*WHAT THIS TASK INVOLVES:*
Filter the entries down to the lines holding "agent", then copy those lines.

*MATERIAL FOR THIS TASK:*
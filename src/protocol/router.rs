//! Line router: the session's single read loop.
//!
//! Reads NDJSON lines from the agent's stdout, classifies each record, and
//! hands it to one narrow [`LineSink`] callback. The router never touches
//! session state directly, so it can be driven with a fake sink in tests.
//!
//! # Classification
//!
//! | `type`                   | Sink callback                            |
//! |--------------------------|------------------------------------------|
//! | `control_request`        | [`LineSink::on_control_request`]         |
//! | `control_response`       | [`LineSink::on_control_response`]        |
//! | `control_cancel_request` | [`LineSink::on_control_cancel`]          |
//! | *(anything else)*        | [`LineSink::on_message`]                 |
//!
//! Blank lines are skipped. Non-JSON and over-long lines are logged at
//! `WARN` and skipped; they never stop the loop.

use std::sync::Arc;

use futures_util::StreamExt;
use serde_json::Value;
use tokio::io::AsyncRead;
use tokio_util::codec::FramedRead;
use tokio_util::sync::CancellationToken;
use tracing::{debug, warn};

use crate::protocol::codec::NdjsonCodec;
use crate::protocol::envelope::{
    ControlResponse, CONTROL_CANCEL_REQUEST, CONTROL_REQUEST, CONTROL_RESPONSE,
};
use crate::{AppError, Result};

/// One classified inbound record.
#[derive(Debug, Clone, PartialEq)]
pub enum RoutedLine {
    /// The agent is asking the runtime something.
    ControlRequest {
        /// Correlation id to answer with.
        request_id: String,
        /// The `request` object, including its `subtype`.
        request: Value,
    },
    /// The agent answered one of the runtime's requests.
    ControlResponse(ControlResponse),
    /// The agent withdrew an in-flight control request.
    ControlCancel {
        /// Id of the withdrawn request.
        request_id: String,
    },
    /// Ordinary session output, passed through untouched.
    Message(Value),
}

/// Receiver of routed lines.
///
/// Callbacks are synchronous and must not block; long-running work (such as
/// answering a control request) is spawned by the implementation so reading
/// continues meanwhile.
pub trait LineSink: Send + Sync {
    /// An inbound control request arrived.
    fn on_control_request(&self, request_id: String, request: Value);
    /// A control response arrived.
    fn on_control_response(&self, response: ControlResponse);
    /// The agent cancelled the inbound request `request_id`.
    fn on_control_cancel(&self, request_id: String);
    /// An ordinary message arrived.
    fn on_message(&self, message: Value);
    /// Reading stopped. Called exactly once per router run; `error` is set
    /// when the stream failed rather than ending cleanly.
    fn on_done(&self, error: Option<AppError>);
}

/// Parse and classify one NDJSON line.
///
/// # Return value
///
/// - `Ok(Some(line))`: a classified record.
/// - `Ok(None)`: the line is blank.
///
/// # Errors
///
/// - [`AppError::Protocol`]`("malformed json: …")`: not valid JSON.
/// - [`AppError::Protocol`]`("expected a json object …")`: valid JSON that is
///   not an object.
/// - [`AppError::Protocol`]`("invalid control_request: …")` and friends: a
///   control envelope with missing or ill-typed fields.
pub fn parse_line(line: &str) -> Result<Option<RoutedLine>> {
    let trimmed = line.trim();
    if trimmed.is_empty() {
        return Ok(None);
    }

    let value: Value = serde_json::from_str(trimmed)
        .map_err(|e| AppError::Protocol(format!("malformed json: {e}")))?;

    let Value::Object(mut object) = value else {
        return Err(AppError::Protocol(
            "expected a json object on each line".into(),
        ));
    };

    let kind = object
        .get("type")
        .and_then(Value::as_str)
        .unwrap_or_default()
        .to_owned();

    let routed = match kind.as_str() {
        CONTROL_REQUEST => {
            let request_id = take_request_id(&object, CONTROL_REQUEST)?;
            let request = object
                .remove("request")
                .filter(Value::is_object)
                .ok_or_else(|| {
                    AppError::Protocol("invalid control_request: missing `request` object".into())
                })?;
            RoutedLine::ControlRequest {
                request_id,
                request,
            }
        }
        CONTROL_RESPONSE => {
            let body = object.remove("response").ok_or_else(|| {
                AppError::Protocol("invalid control_response: missing `response`".into())
            })?;
            let response: ControlResponse = serde_json::from_value(body)
                .map_err(|e| AppError::Protocol(format!("invalid control_response: {e}")))?;
            RoutedLine::ControlResponse(response)
        }
        CONTROL_CANCEL_REQUEST => RoutedLine::ControlCancel {
            request_id: take_request_id(&object, CONTROL_CANCEL_REQUEST)?,
        },
        _ => RoutedLine::Message(Value::Object(object)),
    };

    Ok(Some(routed))
}

/// Handle to a running read loop.
#[derive(Debug, Clone, Default)]
pub struct LineRouter {
    cancel: CancellationToken,
}

impl LineRouter {
    /// Router handle that has not started reading yet.
    #[must_use]
    pub fn new() -> Self {
        Self::default()
    }

    /// Start the read loop over `stdout` on a background task.
    pub fn spawn<R>(
        &self,
        session_id: String,
        stdout: R,
        max_line_bytes: usize,
        sink: Arc<dyn LineSink>,
    ) -> tokio::task::JoinHandle<()>
    where
        R: AsyncRead + Unpin + Send + 'static,
    {
        let cancel = self.cancel.clone();
        tokio::spawn(async move {
            run_router(&session_id, stdout, max_line_bytes, sink.as_ref(), cancel).await;
        })
    }

    /// Stop reading. Safe to call any number of times.
    pub fn close(&self) {
        self.cancel.cancel();
    }

    /// Whether [`LineRouter::close`] has been called.
    #[must_use]
    pub fn is_closed(&self) -> bool {
        self.cancel.is_cancelled()
    }
}

/// Read loop: decode lines from `stdout` and route them into `sink`.
///
/// Returns after EOF, a fatal I/O error, or cancellation, having called
/// [`LineSink::on_done`] exactly once.
pub async fn run_router<R>(
    session_id: &str,
    stdout: R,
    max_line_bytes: usize,
    sink: &dyn LineSink,
    cancel: CancellationToken,
) where
    R: AsyncRead + Unpin + Send,
{
    let mut framed = FramedRead::new(stdout, NdjsonCodec::with_max_length(max_line_bytes));
    // FramedRead yields one `None` after a decode error, then resumes reading.
    let mut resuming = false;

    let outcome = loop {
        let item = tokio::select! {
            biased;

            () = cancel.cancelled() => {
                debug!(session_id, "router: closed, stopping");
                break None;
            }

            item = framed.next() => item,
        };

        match item {
            None if resuming => resuming = false,
            None => {
                debug!(session_id, "router: EOF on agent output");
                break None;
            }
            Some(Err(AppError::Protocol(msg))) => {
                warn!(session_id, error = msg.as_str(), "router: framing error, skipping line");
                resuming = true;
            }
            Some(Err(e)) => {
                warn!(session_id, error = %e, "router: read error, stopping");
                break Some(AppError::Transport(format!("agent output failed: {e}")));
            }
            Some(Ok(line)) => {
                resuming = false;
                match parse_line(&line) {
                    Ok(Some(routed)) => deliver(session_id, sink, routed),
                    Ok(None) => {}
                    Err(e) => {
                        warn!(session_id, error = %e, raw_line = %line, "router: parse error, skipping line");
                    }
                }
            }
        }
    };

    sink.on_done(outcome);
}

fn deliver(session_id: &str, sink: &dyn LineSink, routed: RoutedLine) {
    match routed {
        RoutedLine::ControlRequest {
            request_id,
            request,
        } => {
            debug!(session_id, request_id = %request_id, "router: inbound control request");
            sink.on_control_request(request_id, request);
        }
        RoutedLine::ControlResponse(response) => {
            debug!(
                session_id,
                request_id = response.request_id(),
                "router: control response"
            );
            sink.on_control_response(response);
        }
        RoutedLine::ControlCancel { request_id } => {
            debug!(session_id, request_id = %request_id, "router: control request cancelled");
            sink.on_control_cancel(request_id);
        }
        RoutedLine::Message(message) => sink.on_message(message),
    }
}

fn take_request_id(object: &serde_json::Map<String, Value>, kind: &str) -> Result<String> {
    object
        .get("request_id")
        .and_then(Value::as_str)
        .map(str::to_owned)
        .ok_or_else(|| AppError::Protocol(format!("invalid {kind}: missing `request_id`")))
}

*RESULT FOR THIS TASK:*
//! Reads NDJSON lines from the agent's stdout, classifies each record, and
    /// The agent is asking the runtime something.
    /// The agent answered one of the runtime's requests.
    /// The agent withdrew an in-flight control request.
    /// The agent cancelled the inbound request `request_id`.
                debug!(session_id, "router: EOF on agent output");
                break Some(AppError::Transport(format!("agent output failed: {e}")));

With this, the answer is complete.